Here is an excerpt from one of documents with an overview of the security improvements in Windows Phone 8.1. I have also included links to both white papers.
I will be posting subsequent updates on geekswithablog.com for additional highlights and details from these documents.
Windows Phone 8.1 Security Overview
Windows Phone 8.1 MDM Overview
Secured enrollment with MDM systems
Devices can be enrolled with your MDM system by using a simplified and more secure method than with Windows Phone 8. The MDM system and the organization can customize the new enrollment process and use the web authentication broker (WAB) to better secure user credentials.
Security policy management
Windows Phone 8.1 includes several new security policies that you can managed through your MDM system.

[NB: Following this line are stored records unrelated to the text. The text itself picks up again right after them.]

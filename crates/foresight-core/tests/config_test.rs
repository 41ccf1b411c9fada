//! Tests for the Foresight configuration system.

use std::sync::Mutex;

use foresight_core::config::{ClassifierKind, ExplorationMode, ForesightConfig};
use foresight_core::errors::ConfigError;

/// Serializes tests that modify environment variables.
static ENV_MUTEX: Mutex<()> = Mutex::new(());

fn clear_foresight_env_vars() {
    for key in [
        "FORESIGHT_CAPTURE_BUFFER_CAPACITY",
        "FORESIGHT_CAPTURE_DEBOUNCE_MS",
        "FORESIGHT_CLASSIFIER_KIND",
        "FORESIGHT_SCHEDULER_CONFIDENCE_THRESHOLD",
        "FORESIGHT_OBSERVABILITY_LOG_LEVEL",
    ] {
        std::env::remove_var(key);
    }
}

// ── Defaults ──

#[test]
fn defaults_match_documented_values() {
    let config = ForesightConfig::default();
    assert_eq!(config.capture.buffer_capacity, 200);
    assert_eq!(config.capture.low_water_mark, 20);
    assert_eq!(config.capture.debounce_ms, 100);
    assert_eq!(config.features.window_size, 20);
    assert_eq!(config.features.sub_window_size, 10);
    assert_eq!(config.classifier.kind, ClassifierKind::RuleBased);
    assert!((config.scheduler.confidence_threshold - 0.6).abs() < f64::EPSILON);
    assert!((config.scheduler.eager_threshold - 0.8).abs() < f64::EPSILON);
    assert!((config.scheduler.external_hint_threshold - 0.7).abs() < f64::EPSILON);
    assert_eq!(config.prefetch.prefetch_lifetime_ms, 60_000);
    assert_eq!(config.prefetch.prerender_lifetime_ms, 30_000);
    assert_eq!(config.observability.metrics_interval_secs, 30);
    assert!(config.validate().is_ok());
}

#[test]
fn static_resources_cover_every_fixed_category() {
    let resources = ForesightConfig::default().scheduler.resources;
    assert_eq!(resources.search[0].url, "/js/search.js");
    assert_eq!(resources.contact.len(), 2);
    assert_eq!(resources.social[1].url, "/api/social/counts");
    assert_eq!(resources.exit[0].url, "/js/exit-intent.js");
    assert_eq!(resources.form_async[0].url, "/js/async-form.js");
}

// ── TOML ──

#[test]
fn partial_toml_keeps_other_defaults() {
    let config = ForesightConfig::from_toml(
        r#"
[capture]
debounce_ms = 250

[classifier]
kind = "dense_network"
weights_path = "/tmp/weights.json"

[features.exploration]
mode = "disabled"
"#,
    )
    .unwrap();

    assert_eq!(config.capture.debounce_ms, 250);
    assert_eq!(config.capture.buffer_capacity, 200);
    assert_eq!(config.classifier.kind, ClassifierKind::DenseNetwork);
    assert_eq!(config.features.exploration, ExplorationMode::Disabled);
    assert_eq!(config.scheduler.navigation_top_n, 3);
}

#[test]
fn seeded_exploration_parses() {
    let config = ForesightConfig::from_toml(
        r#"
[features.exploration]
mode = "seeded"
seed = 42
"#,
    )
    .unwrap();
    assert_eq!(config.features.exploration, ExplorationMode::Seeded { seed: 42 });
}

#[test]
fn invalid_toml_is_parse_error() {
    let err = ForesightConfig::from_toml("[capture\nbuffer_capacity = ").unwrap_err();
    assert!(matches!(err, ConfigError::ParseError { .. }));
}

#[test]
fn toml_roundtrip_preserves_values() {
    let mut config = ForesightConfig::default();
    config.scheduler.media_top_n = 7;
    let text = config.to_toml().unwrap();
    let parsed = ForesightConfig::from_toml(&text).unwrap();
    assert_eq!(parsed.scheduler.media_top_n, 7);
}

// ── Validation ──

#[test]
fn threshold_out_of_range_is_rejected() {
    let mut config = ForesightConfig::default();
    config.scheduler.confidence_threshold = 1.5;
    match config.validate() {
        Err(ConfigError::ValidationFailed { field, .. }) => {
            assert_eq!(field, "scheduler.confidence_threshold")
        }
        other => panic!("expected validation failure, got {other:?}"),
    }
}

#[test]
fn eager_must_exceed_moderate() {
    let mut config = ForesightConfig::default();
    config.scheduler.eager_threshold = 0.5;
    assert!(config.validate().is_err());
}

#[test]
fn window_larger_than_buffer_is_rejected() {
    let mut config = ForesightConfig::default();
    config.features.window_size = 500;
    match config.validate() {
        Err(ConfigError::ValidationFailed { field, .. }) => assert_eq!(field, "features.window_size"),
        other => panic!("expected validation failure, got {other:?}"),
    }
}

#[test]
fn zero_lifetime_is_rejected() {
    let mut config = ForesightConfig::default();
    config.prefetch.preload_lifetime_ms = 0;
    assert!(config.validate().is_err());
}

#[test]
fn zero_divisor_is_rejected() {
    let mut config = ForesightConfig::default();
    config.features.divisors.scroll_velocity = 0.0;
    assert!(config.validate().is_err());
}

// ── Layered loading ──

#[test]
fn load_missing_file_falls_back_to_defaults() {
    let _lock = ENV_MUTEX.lock().unwrap();
    clear_foresight_env_vars();

    let dir = tempfile::TempDir::new().unwrap();
    let config = ForesightConfig::load(&dir.path().join("foresight.toml")).unwrap();
    assert_eq!(config.capture.buffer_capacity, 200);
}

#[test]
fn env_overrides_file_values() {
    let _lock = ENV_MUTEX.lock().unwrap();
    clear_foresight_env_vars();

    let dir = tempfile::TempDir::new().unwrap();
    let path = dir.path().join("foresight.toml");
    std::fs::write(
        &path,
        r#"
[capture]
debounce_ms = 300

[scheduler]
confidence_threshold = 0.65
"#,
    )
    .unwrap();

    std::env::set_var("FORESIGHT_CAPTURE_DEBOUNCE_MS", "50");
    std::env::set_var("FORESIGHT_CLASSIFIER_KIND", "uniform");
    std::env::set_var("FORESIGHT_OBSERVABILITY_LOG_LEVEL", "debug");

    let config = ForesightConfig::load(&path).unwrap();
    assert_eq!(config.capture.debounce_ms, 50);
    assert!((config.scheduler.confidence_threshold - 0.65).abs() < f64::EPSILON);
    assert_eq!(config.classifier.kind, ClassifierKind::Uniform);
    assert_eq!(config.observability.log_level, "debug");

    clear_foresight_env_vars();
}

#[test]
fn unparseable_env_value_is_ignored() {
    let _lock = ENV_MUTEX.lock().unwrap();
    clear_foresight_env_vars();

    std::env::set_var("FORESIGHT_CAPTURE_BUFFER_CAPACITY", "lots");
    let mut config = ForesightConfig::default();
    config.apply_env_overrides();
    assert_eq!(config.capture.buffer_capacity, 200);

    clear_foresight_env_vars();
}

#[test]
fn invalid_file_value_fails_load() {
    let _lock = ENV_MUTEX.lock().unwrap();
    clear_foresight_env_vars();

    let dir = tempfile::TempDir::new().unwrap();
    let path = dir.path().join("foresight.toml");
    std::fs::write(&path, "[capture]\nbuffer_capacity = 0\n").unwrap();
    assert!(matches!(
        ForesightConfig::load(&path),
        Err(ConfigError::ValidationFailed { .. })
    ));
}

Windows Phone 8.1 supports the ability to install apps on a secure digital (SD) card. The apps are stored on a hidden partition on the SD card that is specifically designated for this purpose. This partition is encrypted just like the internal storage and is enabled when the device encryption policy is provisioned to the device through EAS or an MDM. There is no need to explicitly set a policy to get this level of protection.
Lock down the phone to a specified set of applications and settings (Assigned Access)
The Assigned Access feature works like the same feature in Windows 8.1, allowing you to define a list of authorized and blocked apps for your devices
Support for Secure/Multipurpose Internet Mail Extensions (S/MIME) signing and encryption
Users can now sign and encrypt email messages by using S/MIME signing and encryption support. You can manage the certificate used for S/MIME signing and encryption through your MDM system.
Support for enterprise Wi-Fi connectivity
In addition to the Wi-Fi connections in previous versions, Windows Phone 8.1 supports Extensible Authentication Protocol (EAP)-Transport Layer Security (TLS) and EAP-Tunneled Transport Layer Security (TTLS) wireless, certificate-based authentication. This is a stronger authentication than using preshared keys (PSKs) or other Wi-Fi authentication methods.
Windows Phone 8.1 supports the use of virtual smart cards to provide 2FA, which provides stronger authentication than single-factor options like user names and passwords.
Support for new virtual private network (VPN) tunnel types
In addition to support for the VPN connections in Windows Phone 8, Windows Phone 8.1 introduces support for Internet Key Exchange Protocol version 2 (IKEv2), IP security (IPsec), and Secure Sockets Layer (SSL) VPN connections (the SSL VPN connections require a downloadable plug-in from the VPN server vendor).
Automatically initiate VPN connections (auto-triggered VPN)
You can configure Windows Phone to automatically initiate VPN connections when a specific app runs or when a specific domain name is referenced.
The Remote Assistance feature is designed to help resolve issues that users might encounter even when support personnel don’t have physical access to the device. This feature includes the ability to remotely lock a device, remotely ring the device, and remotely reset the user password (PIN).
Remote business data removal
Any organizational information and data can be removed from a device either by IT pros using an MDM system or by the user. Any personal data stored on the device is retained, such as music, photos, and personal email messages. All apps and data that the organization deployed are removed.